[Input — start]

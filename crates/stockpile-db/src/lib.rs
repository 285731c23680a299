//! Asset store layer for Stockpile
//!
//! This crate owns all durable state of the asset pool:
//! - The [`AssetStore`] trait: existence checks, insert-if-absent, cursor scans,
//!   the consumed transition and the atomic claim built on top of them
//! - [`RedisAssetStore`]: one Redis hash per asset, Lua scripts for atomic transitions
//! - [`MemoryAssetStore`]: an in-process implementation for tests and local runs
//!
//! # Example
//!
//! ```rust,no_run
//! use stockpile_db::{AssetStore, RedisAssetStore, RedisStoreConfig};
//!
//! # async fn example() -> Result<(), Box<dyn std::error::Error>> {
//! let config = RedisStoreConfig::new("redis://localhost:6379").with_key_prefix("gif");
//! let store = RedisAssetStore::connect(config).await?;
//!
//! if let Some(record) = store.claim_unconsumed().await? {
//!     println!("next asset: {} -> {}", record.id, record.source_url);
//! }
//! # Ok(())
//! # }
//! ```

// Re-export core domain types for convenience
pub use stockpile_core;

// Public modules
pub mod error;
pub mod memory;
pub mod redis_store;
pub mod store;

// Re-exports for convenience
pub use error::{DbError, DbResult};
pub use memory::MemoryAssetStore;
pub use redis_store::{mask_redis_url, RedisAssetStore, RedisStoreConfig};
pub use store::{AssetStore, PoolStats, ScanCursor, ScanPage, MAX_SCAN_PAGES};

/// Store layer version
pub const VERSION: &str = env!("CARGO_PKG_VERSION");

[Input — finish]

__Exercise details__
Produce a verbatim transcription of the entries above.

__Response for this exercise__
filename crates/stockpile-db/src/lib.rs
repository 285731c23680a299
//! Asset store layer for Stockpile
//!
//! This crate owns all durable state of the asset pool:
//! - The [`AssetStore`] trait: existence checks, insert-if-absent, cursor scans,
//!   the consumed transition and the atomic claim built on top of them
//! - [`RedisAssetStore`]: one Redis hash per asset, Lua scripts for atomic transitions
//! - [`MemoryAssetStore`]: an in-process implementation for tests and local runs
//!
//! # Example
//!
//! ```rust,no_run
//! use stockpile_db::{AssetStore, RedisAssetStore, RedisStoreConfig};
//!
//! # async fn example() -> Result<(), Box<dyn std::error::Error>> {
//! let config = RedisStoreConfig::new("redis://localhost:6379").with_key_prefix("gif");
//! let store = RedisAssetStore::connect(config).await?;
//!
//! if let Some(record) = store.claim_unconsumed().await? {
//!     println!("next asset: {} -> {}", record.id, record.source_url);
//! }
//! # Ok(())
//! # }
//! ```

// Re-export core domain types for convenience
pub use stockpile_core;

// Public modules
pub mod error;
pub mod memory;
pub mod redis_store;
pub mod store;

// Re-exports for convenience
pub use error::{DbError, DbResult};
pub use memory::MemoryAssetStore;
pub use redis_store::{mask_redis_url, RedisAssetStore, RedisStoreConfig};
pub use store::{AssetStore, PoolStats, ScanCursor, ScanPage, MAX_SCAN_PAGES};

/// Store layer version
pub const VERSION: &str = env!("CARGO_PKG_VERSION");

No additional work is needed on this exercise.